Suite à cette garde à vue, le demandeur, de nationalité polonaise, a été placé en rétention administrative par le préfet de police. Le 17 février 2025, le magistrat du siège du tribunal judiciaire de Paris a ordonné la prolongation de sa rétention pour 26 jours supplémentaires.
L’homme a interjeté appel et la problématique soumise à la Cour d’appel était la suivante : le fait d'être privé de proposition d'alimentation entre 14 heures 07 et le lendemain à 13 heures 30 porte-t-il une atteinte substantielle aux droits de l'intéressé ?
En appel, la Cour a rappelé que le respect des droits fondamentaux, y compris le droit à l'alimentation, est essentiel lors d'une privation de liberté. Le juge judiciaire a rappelé qu’il lui appartient, en sa qualité de gardien de la liberté individuelle, de se prononcer sur les irrégularités affectant les procédures préalables à la notification de la décision de placement en rétention. (2e Civ., 28 juin 1995, pourvoi n° 94-50.002, n° 94-50.006, n° 94-50.005).
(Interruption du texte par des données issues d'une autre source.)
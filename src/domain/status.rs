use std::fmt;

use serde::{Deserialize, Serialize};

/// Crowding bucket for a room or building.
///
/// Variants are ordered by severity (`Grey < Green < Yellow < Red`) so
/// statuses can be compared and sorted directly. `Grey` sits below `Green`
/// because a zero-capacity space has no crowd to rank.
#[derive(Debug, Clone, Copy, PartialEq, Eq, PartialOrd, Ord, Hash, Serialize, Deserialize)]
#[serde(rename_all = "lowercase")]
pub enum Status {
    /// Zero capacity, nothing to classify.
    Grey,
    /// Below half full.
    Green,
    /// Half full or more.
    Yellow,
    /// Nearly full.
    Red,
}

impl Status {
    /// The lowercase name used in serialized documents and JSON output.
    #[must_use]
    pub const fn as_str(self) -> &'static str {
        match self {
            Self::Grey => "grey",
            Self::Green => "green",
            Self::Yellow => "yellow",
            Self::Red => "red",
        }
    }

    /// Human-readable label shown next to the colour.
    #[must_use]
    pub const fn label(self) -> &'static str {
        match self {
            Self::Grey => "Closed",
            Self::Green => "Plenty of Space",
            Self::Yellow => "Half Full",
            Self::Red => "Packed",
        }
    }
}

impl fmt::Display for Status {
    fn fmt(&self, f: &mut fmt::Formatter) -> fmt::Result {
        f.write_str(self.as_str())
    }
}

/// Result of classifying an occupied count against a capacity.
#[derive(Debug, Clone, Copy, PartialEq, Eq)]
pub struct Classification {
    /// The bucket the ratio falls into.
    pub status: Status,
    /// Fill percentage, rounded half-up.
    pub percentage: u32,
}

/// Classifies an occupied count against a capacity.
///
/// Zero capacity classifies as [`Status::Grey`] at 0%. Otherwise the
/// percentage is `100 * occupied / capacity` rounded half-up in integer
/// arithmetic, and the thresholds are: 80% and above is red, 50% and above
/// is yellow, anything below is green.
///
/// The function is total. `occupied` is not validated against `capacity`
/// here, callers clamp before calling.
#[must_use]
pub fn classify(occupied: u32, capacity: u32) -> Classification {
    if capacity == 0 {
        return Classification {
            status: Status::Grey,
            percentage: 0,
        };
    }

    let rounded = (u64::from(occupied) * 200 + u64::from(capacity)) / (u64::from(capacity) * 2);
    let percentage = u32::try_from(rounded).unwrap_or(u32::MAX);

    let status = if percentage >= 80 {
        Status::Red
    } else if percentage >= 50 {
        Status::Yellow
    } else {
        Status::Green
    };

    Classification { status, percentage }
}
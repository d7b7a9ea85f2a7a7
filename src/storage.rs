pub mod document;
mod store;

pub use document::{LoadError, SnapshotDocument};
pub use store::{Error as StoreError, Store};
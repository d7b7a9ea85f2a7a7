use std::{
    io,
    path::{Path, PathBuf},
};

use chrono::Utc;

use crate::domain::{catalog, Config, ReportError, Snapshot, SpaceId};

use super::document::{LoadError, SnapshotDocument};

/// Name of the data directory underneath the store root.
const DATA_DIR: &str = ".studyspot";

/// Name of the configuration file inside the data directory.
const CONFIG_FILE: &str = "config.toml";

/// A filesystem backed store of occupancy snapshots.
///
/// The store owns the current snapshot. Every mutation replaces the snapshot
/// wholesale and persists the replacement before returning, so the file on
/// disk always matches what callers observe in memory.
#[derive(Debug)]
pub struct Store {
    root: PathBuf,
    config: Config,
    snapshot: Snapshot,
}

impl Store {
    /// Opens the store rooted at `root`, seeding the built-in catalog when no
    /// usable snapshot exists.
    ///
    /// A document that fails to parse is treated as absent: the catalog is
    /// reseeded and overwrites the unreadable file. Statuses of a loaded
    /// snapshot are recomputed from the raw counts rather than trusted.
    ///
    /// # Errors
    ///
    /// Returns an error if the snapshot file exists but cannot be read, or if
    /// a freshly seeded snapshot cannot be persisted.
    pub fn open(root: PathBuf) -> Result<Self, Error> {
        let config = load_config(&root);
        let data_path = data_path(&root, &config);

        let loaded = SnapshotDocument::load(&data_path)
            .and_then(|document| Snapshot::try_from(document).map_err(LoadError::from));

        let (snapshot, fresh) = match loaded {
            Ok(snapshot) => (snapshot, false),
            Err(LoadError::NotFound) => {
                tracing::debug!("No snapshot at {}, seeding the catalog", data_path.display());
                (catalog::seed(Utc::now()), true)
            }
            Err(LoadError::Io(io_error)) => return Err(Error::Io(io_error)),
            Err(error) => {
                tracing::warn!("Discarding unreadable snapshot: {error}");
                (catalog::seed(Utc::now()), true)
            }
        };

        let store = Self {
            root,
            config,
            snapshot,
        };
        if fresh {
            store.save()?;
        }
        Ok(store)
    }

    /// Returns the current snapshot.
    #[must_use]
    pub const fn snapshot(&self) -> &Snapshot {
        &self.snapshot
    }

    /// Returns the loaded configuration.
    #[must_use]
    pub const fn config(&self) -> &Config {
        &self.config
    }

    /// Returns the path of the snapshot document.
    #[must_use]
    pub fn data_path(&self) -> PathBuf {
        data_path(&self.root, &self.config)
    }

    /// Applies an occupancy report and persists the updated snapshot.
    ///
    /// # Errors
    ///
    /// Returns an error if the building or room does not resolve, or if the
    /// updated snapshot cannot be written to disk.
    pub fn report(
        &mut self,
        building_id: &SpaceId,
        room_id: &SpaceId,
        level: f64,
    ) -> Result<(), Error> {
        self.snapshot = self.snapshot.report_occupancy(building_id, room_id, level)?;
        self.save()?;
        tracing::info!("Recorded occupancy report for {building_id}/{room_id}");
        Ok(())
    }

    /// Discards the current snapshot and reseeds the built-in catalog.
    ///
    /// # Errors
    ///
    /// Returns an error if the reseeded snapshot cannot be persisted.
    pub fn reset(&mut self) -> Result<(), Error> {
        self.snapshot = catalog::seed(Utc::now());
        self.save()?;
        tracing::info!("Reset the snapshot to the built-in catalog");
        Ok(())
    }

    fn save(&self) -> Result<(), Error> {
        let document = SnapshotDocument::from(self.snapshot.clone());
        document.save_to_path(&self.data_path())?;
        Ok(())
    }
}

/// Errors produced by store operations.
#[derive(Debug, thiserror::Error)]
pub enum Error {
    /// The report targeted a missing building or room.
    #[error(transparent)]
    Report(#[from] ReportError),

    /// The snapshot file could not be read or written.
    #[error("Snapshot store I/O failed")]
    Io(#[from] io::Error),
}

fn data_path(root: &Path, config: &Config) -> PathBuf {
    root.join(DATA_DIR).join(config.data_file())
}

fn load_config(root: &Path) -> Config {
    let path = root.join(DATA_DIR).join(CONFIG_FILE);
    Config::load(&path).unwrap_or_else(|e| {
        tracing::debug!("Failed to load config: {e}");
        Config::default()
    })
}

#[cfg(test)]
mod tests {
    use tempfile::tempdir;

    use super::*;
    use crate::domain::Status;

    fn id(raw: &str) -> SpaceId {
        raw.parse().unwrap()
    }

    #[test]
    fn open_seeds_and_persists_when_empty() {
        let tmp = tempdir().unwrap();
        let store = Store::open(tmp.path().to_path_buf()).unwrap();

        assert_eq!(store.snapshot().buildings().len(), 5);
        assert!(store.data_path().exists());
    }

    #[test]
    fn reopen_loads_the_persisted_snapshot() {
        let tmp = tempdir().unwrap();
        let root = tmp.path().to_path_buf();

        let mut store = Store::open(root.clone()).unwrap();
        store.report(&id("aq"), &id("aq-3153"), 0.95).unwrap();

        let reopened = Store::open(root).unwrap();
        let (_, room) = reopened
            .snapshot()
            .find_room(&id("aq"), &id("aq-3153"))
            .unwrap();
        assert_eq!(room.occupied(), 38);
        assert_eq!(room.status(), Status::Red);
    }

    #[test]
    fn garbage_document_is_reseeded_and_overwritten() {
        let tmp = tempdir().unwrap();
        let root = tmp.path().to_path_buf();
        let data_path = root.join(DATA_DIR).join("buildings.json");
        std::fs::create_dir_all(data_path.parent().unwrap()).unwrap();
        std::fs::write(&data_path, "not json").unwrap();

        let store = Store::open(root.clone()).unwrap();
        assert_eq!(store.snapshot().buildings().len(), 5);

        // The unreadable file was replaced on open.
        let reopened = Store::open(root).unwrap();
        assert_eq!(reopened.snapshot().buildings().len(), 5);
    }

    #[test]
    fn stale_statuses_are_recomputed_on_open() {
        let tmp = tempdir().unwrap();
        let root = tmp.path().to_path_buf();
        let data_path = root.join(DATA_DIR).join("buildings.json");
        std::fs::create_dir_all(data_path.parent().unwrap()).unwrap();
        std::fs::write(
            &data_path,
            r#"{
                "_version": "1",
                "buildings": [{
                    "id": "eng",
                    "name": "Engineering",
                    "description": "Test building",
                    "open_until": "9:00 PM",
                    "status": "green",
                    "rooms": [{
                        "id": "eng-1",
                        "name": "Lab",
                        "floor": 1,
                        "capacity": 40,
                        "occupied": 38,
                        "status": "green",
                        "last_updated": "2025-09-01T12:00:00Z"
                    }]
                }]
            }"#,
        )
        .unwrap();

        let store = Store::open(root).unwrap();
        let building = store.snapshot().building(&id("eng")).unwrap();

        assert_eq!(building.status(), Status::Red);
        assert_eq!(building.rooms()[0].status(), Status::Red);
    }

    #[test]
    fn failed_report_leaves_snapshot_unchanged() {
        let tmp = tempdir().unwrap();
        let mut store = Store::open(tmp.path().to_path_buf()).unwrap();
        let before = store.snapshot().clone();

        let error = store.report(&id("aq"), &id("missing"), 0.5).unwrap_err();

        assert!(matches!(
            error,
            Error::Report(ReportError::RoomNotFound { .. })
        ));
        assert_eq!(store.snapshot(), &before);
    }

    #[test]
    fn reset_restores_catalog_counts() {
        let tmp = tempdir().unwrap();
        let mut store = Store::open(tmp.path().to_path_buf()).unwrap();

        store.report(&id("aq"), &id("aq-3153"), 1.0).unwrap();
        store.reset().unwrap();

        let (_, room) = store
            .snapshot()
            .find_room(&id("aq"), &id("aq-3153"))
            .unwrap();
        assert_eq!(room.occupied(), 12);
    }

    #[test]
    fn custom_data_file_is_respected() {
        let tmp = tempdir().unwrap();
        let root = tmp.path().to_path_buf();
        let config_dir = root.join(DATA_DIR);
        std::fs::create_dir_all(&config_dir).unwrap();
        std::fs::write(
            config_dir.join(CONFIG_FILE),
            "_version = \"1\"\ndata_file = \"campus.json\"\n",
        )
        .unwrap();

        let store = Store::open(root.clone()).unwrap();

        assert_eq!(store.data_path(), config_dir.join("campus.json"));
        assert!(config_dir.join("campus.json").exists());
        assert!(!config_dir.join("buildings.json").exists());
    }
}
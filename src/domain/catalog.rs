//! The fixed campus catalog used to seed fresh snapshots.

use chrono::{DateTime, Utc};

use super::{Building, Room, Snapshot, SpaceId};

/// Builds the campus catalog with every room stamped `seeded_at`.
///
/// Statuses are derived during construction, so the returned snapshot is
/// internally consistent and ready to persist.
#[must_use]
pub fn seed(seeded_at: DateTime<Utc>) -> Snapshot {
    Snapshot::new(vec![
        Building::new(
            id("aq"),
            "Academic Quadrangle".to_string(),
            "Main academic building with multiple study lounges".to_string(),
            "11:00 PM".to_string(),
            vec![
                room(
                    "aq-3153",
                    "AQ 3153 Lounge",
                    3,
                    40,
                    12,
                    &["wifi", "outlets", "quiet"],
                    seeded_at,
                ),
                room(
                    "aq-5000",
                    "AQ 5000 Lounge",
                    5,
                    25,
                    8,
                    &["wifi", "outlets", "quiet", "whiteboard"],
                    seeded_at,
                ),
                room(
                    "aq-4100",
                    "AQ 4100 Study Area",
                    4,
                    30,
                    25,
                    &["wifi", "outlets", "group study"],
                    seeded_at,
                ),
            ],
        ),
        Building::new(
            id("wac"),
            "W.A.C. Bennett Library".to_string(),
            "Main campus library with extensive study spaces".to_string(),
            "12:00 AM".to_string(),
            vec![
                room(
                    "lib-2",
                    "Floor 2",
                    2,
                    200,
                    110,
                    &["wifi", "outlets", "quiet", "computers"],
                    seeded_at,
                ),
                room(
                    "lib-3",
                    "Floor 3 (Group)",
                    3,
                    150,
                    90,
                    &["wifi", "outlets", "group study", "whiteboard"],
                    seeded_at,
                ),
                room(
                    "lib-6",
                    "Floor 6 (Silent)",
                    6,
                    100,
                    30,
                    &["wifi", "outlets", "silent"],
                    seeded_at,
                ),
            ],
        ),
        Building::new(
            id("tsc1"),
            "Technology and Science Complex 1".to_string(),
            "Engineering and science building".to_string(),
            "10:00 PM".to_string(),
            vec![
                room(
                    "tsc1-lounge",
                    "Atrium Lounge",
                    1,
                    50,
                    35,
                    &["wifi", "outlets"],
                    seeded_at,
                ),
                room(
                    "tsc1-lab",
                    "Open Computer Lab",
                    2,
                    40,
                    20,
                    &["wifi", "outlets", "computers"],
                    seeded_at,
                ),
            ],
        ),
        Building::new(
            id("sub"),
            "Student Union Building".to_string(),
            "Student center with casual study spaces".to_string(),
            "11:00 PM".to_string(),
            vec![
                room(
                    "sub-lounge",
                    "Main Lounge",
                    2,
                    80,
                    20,
                    &["wifi", "outlets", "group study"],
                    seeded_at,
                ),
                room(
                    "sub-quiet",
                    "Quiet Study Room",
                    4,
                    30,
                    5,
                    &["wifi", "outlets", "quiet"],
                    seeded_at,
                ),
            ],
        ),
        Building::new(
            id("rcb"),
            "Robert C. Brown Hall".to_string(),
            "Science building with study areas".to_string(),
            "10:00 PM".to_string(),
            vec![room(
                "rcb-atrium",
                "Atrium Study Area",
                1,
                60,
                15,
                &["wifi", "outlets"],
                seeded_at,
            )],
        ),
    ])
}

fn id(raw: &str) -> SpaceId {
    raw.parse().expect("catalog identifiers are valid")
}

fn room(
    raw_id: &str,
    name: &str,
    floor: u8,
    capacity: u32,
    occupied: u32,
    amenities: &[&str],
    at: DateTime<Utc>,
) -> Room {
    Room::new(
        id(raw_id),
        name.to_string(),
        floor,
        capacity,
        occupied,
        amenities.iter().copied().map(String::from).collect(),
        at,
    )
}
Il est constant que la garde à vue de toute personne doit être effectuée dans le respect des droits fondamentaux, au nombre desquels figure le respect de la dignité des personnes dont résulte le droit de s'alimenter lors d'une privation de liberté. Cela a été rappelé récemment par la décision du Conseil constitutionnel n° 2024-1090 QPC du 28 mai 2024 qui a considéré que les dispositions de la loi ne permettaient pas aux autorités judiciaires de s'assurer que la privation de liberté de l'étranger retenu se déroulée dans des conditions respectueuses de la dignité de la personne humaine ce dont il a résulté les articles 63-5 et 64 du code de procédure pénale relatifs à la garde à vue qui prévoit que les procès-verbaux de garde à vue mentionnent les heures auxquelles la personne a pu s'alimenter.
Il est important de préciser que la durée pendant laquelle le défaut d'alimentation est invoquée ne doit pas s'interpréter abstraitement au regard de la seule durée totale de la mesure en cause, mais doit conduire à apprécier une telle situation au regard des horaires classiques de restauration et de l'importance quantitative de chacun des trois repas rythmant habituellement un cycle quotidien.
En l’espèce, le juge a retenu que : “au cours de la mesure, si la privation de proposition de nourriture sur une période majoritairement nocturne n'est pas de nature à caractériser en soi une atteinte à la dignité de la personne au sens des dispositions précitées, en revanche la privation de proposition de nourriture sur une période de quasiment 24 heures allant d'un temps de déjeuner à un autre temps de déjeuner - soit 2 repas non proposés, qui dépasse largement le temps de repos nocturne, a porté atteinte substantiellement aux droits de l'intéressé.”